RESULTS: Thirteen patients were treated at level I, and 30 patients were treated at level II. All 43 patients were assessable for toxicity. There were no major differences in toxicity between level I and level II. Cisplatin-associated grade 3 or 4 hypomagnesemia or hypocalcemia occurred in 13 (30%) and hearing loss in two patients (5%). Grade 3 or 4 neutropenia was observed in 41 patients (95%) and febrile neutropenia occurred in eight (19%). There was one serious infection (2%). There were 17 (40% [95% confidence interval [CI], 25% to 56%]) clinical complete responders (CR), 23 (54% [95% CI, 39% to 69%]) partial responders (PR), one (2%) with no change, and two (5%) unassessable patients. Major responses (CR, PR) were observed in 40 (93% [95% CI, 81% to 99%]) patients. Primary site CR was documented in 24 (54%) of patients. Postchemotherapy primary site biopsies were performed in 25 patients (58%) and pathologically negative biopsy was obtained in 11 (92%) of 12 primary site clinical CRs and seven (54%) of 13 with PR or no change. Overall, negative biopsies were obtained in 18 patients (72%).

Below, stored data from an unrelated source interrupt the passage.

impl BinanceClient {
    pub fn new(args: &Args) -> Arc<BinanceClient> {
        Arc::new(BinanceClient {
            http: reqwest::Client::new(),
            delivery_rest: args.delivery_rest_url.clone(),
            spot_rest: args.spot_rest_url.clone(),
            api_key: args.binance_api_key.clone(),
            api_secret: args.binance_api_secret.clone(),
            recv_window: 5_000,
        })
    }

    fn signed_query(&self, mut params: Vec<(String, String)>) -> String {
        params.push(("timestamp".to_string(), timestamp_ms().to_string()));
        params.push(("recvWindow".to_string(), self.recv_window.to_string()));
        let query = params
            .iter()
            .map(|(k, v)| format!("{}={}", k, urlencoding::encode(v)))
            .collect::<Vec<_>>()
            .join("&");
        let sig = sign_query(&self.api_secret, &query);
        format!("{query}&signature={sig}")
    }

    /// Post-only limit order on the delivery market. GTX is rejected by the
    /// exchange instead of crossing, which is exactly what a quoter wants.
    pub async fn place_order_gtx(&self, order: &Order) -> Option<String> {
        let params = vec![
            ("symbol".to_string(), order.symbol.to_ascii_uppercase()),
            ("side".to_string(), binance_side(order.side).to_string()),
            ("type".to_string(), "LIMIT".to_string()),
            ("timeInForce".to_string(), "GTX".to_string()),
            ("quantity".to_string(), format!("{}", order.volume)),
            (
                "price".to_string(),
                format!("{:.*}", order.precision.1 as usize, order.price),
            ),
            ("newClientOrderId".to_string(), order.client_order_id.clone()),
        ];
        let url = format!("{}/dapi/v1/order?{}", self.delivery_rest, self.signed_query(params));
        let resp = self
            .http
            .post(url)
            .header("X-MBX-APIKEY", &self.api_key)
            .send()
            .await;
        match resp {
            Ok(rsp) if rsp.status().is_success() => {
                let body = rsp.json::<serde_json::Value>().await.ok()?;
                body.get("orderId").map(|id| id.to_string())
            }
            Ok(rsp) => {
                let code = rsp.status();
                let body = rsp.text().await.unwrap_or_default();
                tracing::error!(%code, %body, client_id = %order.client_order_id, "place order failed");
                None
            }
            Err(e) => {
                tracing::error!(?e, client_id = %order.client_order_id, "place order error");
                None
            }
        }
    }

    /// Market order on the spot venue (hedge leg).
    pub async fn place_market_spot(&self, order: &Order) -> Option<String> {
        let params = vec![
            ("symbol".to_string(), order.symbol.to_ascii_uppercase()),
            ("side".to_string(), binance_side(order.side).to_string()),
            ("type".to_string(), "MARKET".to_string()),
            (
                "quantity".to_string(),
                format!("{:.*}", order.precision.0 as usize, order.volume),
            ),
            ("newClientOrderId".to_string(), order.client_order_id.clone()),
        ];
        let url = format!("{}/api/v3/order?{}", self.spot_rest, self.signed_query(params));
        let resp = self
            .http
            .post(url)
            .header("X-MBX-APIKEY", &self.api_key)
            .send()
            .await;
        match resp {
            Ok(rsp) if rsp.status().is_success() => {
                let body = rsp.json::<serde_json::Value>().await.ok()?;
                body.get("orderId").map(|id| id.to_string())
            }
            Ok(rsp) => {
                let code = rsp.status();
                let body = rsp.text().await.unwrap_or_default();
                tracing::error!(%code, %body, client_id = %order.client_order_id, "hedge order failed");
                None
            }
            Err(e) => {
                tracing::error!(?e, client_id = %order.client_order_id, "hedge order error");
                None
            }
        }
    }

    pub async fn cancel_all(&self, symbol: &str) -> bool {
        let params = vec![("symbol".to_string(), symbol.to_ascii_uppercase())];
        let url = format!(
            "{}/dapi/v1/allOpenOrders?{}",
            self.delivery_rest,
            self.signed_query(params)
        );
        let resp = self
            .http
            .delete(url)
            .header("X-MBX-APIKEY", &self.api_key)
            .send()
            .await;
        match resp {
            Ok(rsp) if rsp.status().is_success() => true,
            Ok(rsp) => {
                let body = rsp.text().await.unwrap_or_default();
                tracing::error!(%symbol, %body, "cancel all failed");
                false
            }
            Err(e) => {
                tracing::error!(?e, %symbol, "cancel all error");
                false
            }
        }
    }

    /// Batched cancel, at most 10 ids per request (API constraint). Returns
    /// the client ids the exchange confirmed.
    pub async fn cancel_by_client_ids(&self, symbol: &str, ids: &[String]) -> Vec<String> {
        let mut succeeded = Vec::new();
        for chunk in ids.chunks(10) {
            let list = serde_json::to_string(chunk).unwrap_or_else(|_| "[]".to_string());
            let params = vec![
                ("symbol".to_string(), symbol.to_ascii_uppercase()),
                ("origClientOrderIdList".to_string(), list),
            ];
            let url = format!(
                "{}/dapi/v1/batchOrders?{}",
                self.delivery_rest,
                self.signed_query(params)
            );
            let resp = self
                .http
                .delete(url)
                .header("X-MBX-APIKEY", &self.api_key)
                .send()
                .await;
            match resp {
                Ok(rsp) if rsp.status().is_success() => {
                    if let Ok(body) = rsp.json::<serde_json::Value>().await {
                        if let Some(entries) = body.as_array() {
                            for entry in entries {
                                if let Some(id) =
                                    entry.get("clientOrderId").and_then(|v| v.as_str())
                                {
                                    succeeded.push(id.to_string());
                                }
                            }
                        }
                    }
                }
                Ok(rsp) => {
                    let body = rsp.text().await.unwrap_or_default();
                    tracing::error!(%symbol, %body, "batch cancel failed");
                }
                Err(e) => {
                    tracing::error!(?e, %symbol, "batch cancel error");
                }
            }
        }
        succeeded
    }

    /// Set instrument leverage once at startup.
    pub async fn change_leverage(&self, symbol: &str, leverage: f64) {
        let params = vec![
            ("symbol".to_string(), symbol.to_ascii_uppercase()),
            ("leverage".to_string(), format!("{}", leverage as i64)),
        ];
        let url = format!(
            "{}/dapi/v1/leverage?{}",
            self.delivery_rest,
            self.signed_query(params)
        );
        let resp = self
            .http
            .post(url)
            .header("X-MBX-APIKEY", &self.api_key)
            .send()
            .await;
        if let Ok(rsp) = resp {
            if !rsp.status().is_success() {
                let body = rsp.text().await.unwrap_or_default();
                tracing::warn!(%symbol, %body, "change leverage failed");
            }
        }
    }

    pub async fn create_listen_key(&self) -> Result<String, String> {
        let url = format!("{}/dapi/v1/listenKey", self.delivery_rest);
        let rsp = self
            .http
            .post(url)
            .header("X-MBX-APIKEY", &self.api_key)
            .send()
            .await
            .map_err(|e| e.to_string())?;
        let v = rsp.json::<serde_json::Value>().await.map_err(|e| e.to_string())?;
        v.get("listenKey")
            .and_then(|x| x.as_str())
            .map(|s| s.to_string())
            .ok_or_else(|| "no listenKey in response".to_string())
    }

    pub async fn keepalive_listen_key(&self) {
        let url = format!("{}/dapi/v1/listenKey", self.delivery_rest);
        let resp = self
            .http
            .put(url)
            .header("X-MBX-APIKEY", &self.api_key)
            .send()
            .await;
        if let Err(e) = resp {
            tracing::warn!(?e, "listenKey keepalive failed");
        }
    }
}

fn binance_side(side: Side) -> &'static str {
    match side {
        Side::Buy => "BUY",
        Side::Sell => "SELL",
    }
}

fn map_stream_status(status: &str) -> Option<OrderStatus> {
    match status {
        "NEW" => Some(OrderStatus::Created),
        "PARTIALLY_FILLED" => Some(OrderStatus::PartiallyFilled),
        "FILLED" => Some(OrderStatus::Filled),
        "CANCELED" => Some(OrderStatus::Canceled),
        "EXPIRED" => Some(OrderStatus::Expired),
        "REJECTED" => Some(OrderStatus::Failed),
        _ => None,
    }
}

CONCLUSION: TPF induction chemotherapy can be delivered safely with a cisplatin dose of 100 mg/m2 in previously untreated patients with SCCHN. The regimen is associated with a high rate of primary site clinical and pathologic CRs. Phase III comparison with cisplatinum and fluorouracil chemotherapy is warranted.